Che siano superabili sono i fatti stessi a provarlo. Se si guarda agli ultimi anni, si può vedere come il processo di organizzazione e, perciò, di presa di coscienza da parte dei proletari "di colore" è stato incessantemente in salita ed è arrivato oggi alla soglia non scontata dei "coordinamenti interetnici" ed alle porte non sempre ospitali delle sedi sindacali e "di sinistra". Ma che si muovano gli immigrati non basta, se è ferma la classe operaia.
Battere supersfruttamento e razzismo, impedire che gli immigrati siano usati come arma di ricatto contro il proletariato si può solo chiamando alla lotta congiuntamente proletari "neri" e bianchi. La forza degli uni fa la forza degli altri, e l'unità da più forza a tutti. Questa è l'esperienza che già si è vissuta in una serie di paesi europei e dalla quale bisogna imparare.
Naturalmente, il primo passo deve essere la contrapposizione ad ogni politica di chiusura e di discriminazione, aperta o mascherata, verso i nostri compagni di classe immigrati ed il massimo di solidarietà con la loro battaglia per il riconoscimento di quegli "elementari diritti"; la cui mancanza rende il proletario immigrato diverso dal proletariato di qui, non per il colore della pelle o la cultura o la lingua, ma perché supersfruttato. Questa battaglia noi comunisti internazionalisti la consideriamo a tutti gli effetti nostra, sapendo che ogni ulteriore avanzamento sia dei lavoratori immigrati che di quelli "bianchi" passa di qui.
Agli operai, ai lavoratori, ai disoccupati che vedono nella presenza degli immigrati un pericolo per le proprie faticate conquiste o per le proprie speranze di trovare un lavoro, noi diciamo: non sono gli immigrati a minacciare le vostre "conquiste", sono i padroni che tentano di privarvene; non gli immigrati ad aver creato la disoccupazione di cui sono, anzi, vittima; non fatevi fregare dal colore della pelle: che c'è in comune tra il "bianco" Cipputi e il bianco Agnelli?

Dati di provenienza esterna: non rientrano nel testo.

//! # Serialized task snapshots for the controller ↔ worker boundary.
//!
//! Nothing crosses the worker channel by reference: the controller sends a
//! [`TaskSnapshot`] (a plain serializable value, deep-copied by
//! construction) and the worker reconstructs a fresh [`Task`] from it.
//! Replies carry a fresh snapshot back.
//!
//! ## Round-trip law
//! `Task → snapshot → Task` preserves `uid`, `task_type`, `name`,
//! `description`, `data`, `metadata`, `priority`, `max_retries`, `timeout`,
//! `run_at`, plus the lifecycle fields (`status`, `retry_count`, `progress`,
//! timestamps, errors). The cancellation token is *not* carried across: the
//! reconstructed task gets its own.

use std::collections::HashMap;
use std::time::Duration;

use chrono::{DateTime, Utc};
use serde::{Deserialize, Serialize};
use serde_json::Value;
use tokio_util::sync::CancellationToken;

use crate::tasks::{Task, TaskState};

/// Plain value type mirroring a [`Task`], safe to serialize and ship.
#[derive(Debug, Clone, PartialEq, Serialize, Deserialize)]
pub struct TaskSnapshot {
    pub uid: String,
    pub name: String,
    #[serde(rename = "type")]
    pub task_type: String,
    #[serde(default, skip_serializing_if = "Option::is_none")]
    pub description: Option<String>,
    #[serde(default)]
    pub priority: i32,
    #[serde(default)]
    pub retry_count: u32,
    pub max_retries: u32,
    /// Pre-execution delay in milliseconds.
    #[serde(default)]
    pub delay_ms: u64,
    /// Per-attempt timeout in milliseconds.
    pub timeout_ms: u64,
    #[serde(default, skip_serializing_if = "Option::is_none")]
    pub run_at: Option<DateTime<Utc>>,
    #[serde(default)]
    pub data: Value,
    #[serde(default, skip_serializing_if = "Option::is_none")]
    pub user_id: Option<String>,
    #[serde(default, skip_serializing_if = "HashMap::is_empty")]
    pub metadata: HashMap<String, String>,
    pub status: TaskState,
    #[serde(default)]
    pub progress: u8,
    #[serde(default, skip_serializing_if = "Option::is_none")]
    pub started_at: Option<DateTime<Utc>>,
    #[serde(default, skip_serializing_if = "Option::is_none")]
    pub failed_at: Option<DateTime<Utc>>,
    #[serde(default, skip_serializing_if = "Option::is_none")]
    pub completed_at: Option<DateTime<Utc>>,
    #[serde(default, skip_serializing_if = "Option::is_none")]
    pub error: Option<String>,
    #[serde(default, skip_serializing_if = "Vec::is_empty")]
    pub error_history: Vec<String>,
}

impl Task {
    /// Captures the task as a plain value for the channel or for reads.
    pub fn snapshot(&self) -> TaskSnapshot {
        TaskSnapshot {
            uid: self.uid.clone(),
            name: self.name.clone(),
            task_type: self.task_type.clone(),
            description: self.description.clone(),
            priority: self.priority,
            retry_count: self.retry_count,
            max_retries: self.max_retries,
            delay_ms: self.delay.as_millis() as u64,
            timeout_ms: self.timeout.as_millis() as u64,
            run_at: self.run_at,
            data: self.data.clone(),
            user_id: self.user_id.clone(),
            metadata: self.metadata.clone(),
            status: self.status,
            progress: self.progress,
            started_at: self.started_at,
            failed_at: self.failed_at,
            completed_at: self.completed_at,
            error: self.error.clone(),
            error_history: self.error_history.clone(),
        }
    }

    /// Reconstructs a task from a snapshot with a fresh cancellation token.
    pub fn from_snapshot(snapshot: TaskSnapshot) -> Self {
        Task {
            uid: snapshot.uid,
            name: snapshot.name,
            task_type: snapshot.task_type,
            description: snapshot.description,
            priority: snapshot.priority,
            delay: Duration::from_millis(snapshot.delay_ms),
            timeout: Duration::from_millis(snapshot.timeout_ms),
            run_at: snapshot.run_at,
            data: snapshot.data,
            user_id: snapshot.user_id,
            metadata: snapshot.metadata,
            max_retries: snapshot.max_retries,
            status: snapshot.status,
            retry_count: snapshot.retry_count,
            progress: snapshot.progress,
            started_at: snapshot.started_at,
            failed_at: snapshot.failed_at,
            completed_at: snapshot.completed_at,
            error: snapshot.error,
            error_history: snapshot.error_history,
            cancel: CancellationToken::new(),
        }
    }
}

impl From<&Task> for TaskSnapshot {
    fn from(task: &Task) -> Self {
        task.snapshot()
    }
}

#[cfg(test)]
mod tests {
    use super::*;

    #[test]
    fn round_trip_preserves_identity_fields() {
        let task = Task::new("report", "pdf")
            .with_uid("fixed-uid")
            .with_description("weekly report")
            .with_priority(7)
            .with_data(serde_json::json!({"pages": 3}))
            .with_user_id("u-9")
            .with_metadata("origin", "cron")
            .with_timeout(Duration::from_millis(1_500))
            .with_max_retries(4)
            .with_run_at(Utc::now());

        let json = serde_json::to_string(&task.snapshot()).unwrap();
        let back = Task::from_snapshot(serde_json::from_str(&json).unwrap());

        assert_eq!(back.uid, "fixed-uid");
        assert_eq!(back.task_type, "pdf");
        assert_eq!(back.name, "report");
        assert_eq!(back.description.as_deref(), Some("weekly report"));
        assert_eq!(back.priority, 7);
        assert_eq!(back.data, serde_json::json!({"pages": 3}));
        assert_eq!(back.user_id.as_deref(), Some("u-9"));
        assert_eq!(back.metadata.get("origin").unwrap(), "cron");
        assert_eq!(back.timeout, Duration::from_millis(1_500));
        assert_eq!(back.max_retries, 4);
        assert_eq!(back.run_at, task.run_at);
        assert_eq!(back.status(), TaskState::Pending);
    }

    #[test]
    fn snapshot_does_not_share_cancellation() {
        let mut task = Task::new("t", "x");
        let copy = Task::from_snapshot(task.snapshot());
        task.cancel();
        assert_eq!(copy.status(), TaskState::Pending);
        assert!(!copy.cancel.is_cancelled());
    }

    #[test]
    fn wire_field_names() {
        let task = Task::new("t", "noop").with_uid("u1");
        let json = serde_json::to_value(task.snapshot()).unwrap();
        assert_eq!(json["type"], "noop");
        assert_eq!(json["status"], "pending");
        assert_eq!(json["uid"], "u1");
    }
}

Viceversa, c'è tutto un mondo in comune tra voi e i lavoratori immigrati: c'è la necessità di lavorare per vivere e la necessità di difendersi dai padroni e dal governo, che vivono senza lavorare sulle nostre spalle. Uniamoci quindi contro i "nostri" comuni sfruttatori, sul piano sindacale come su quello politico. Avremo tutto da guadagnare!
Contro ogni forma di chiusura totale o parziale delle frontiere per i lavoratori "di colore"!
Per l'organizzazione e la sindacalizzazione di massa degli immigrati!
Per la lotta unitaria tra proletari "bianchi" e "di colore"!
Perché la manifestazione del 7 ottobre non rimanga una protesta isolata, ma sia l'inizio di questo cammino di lotta!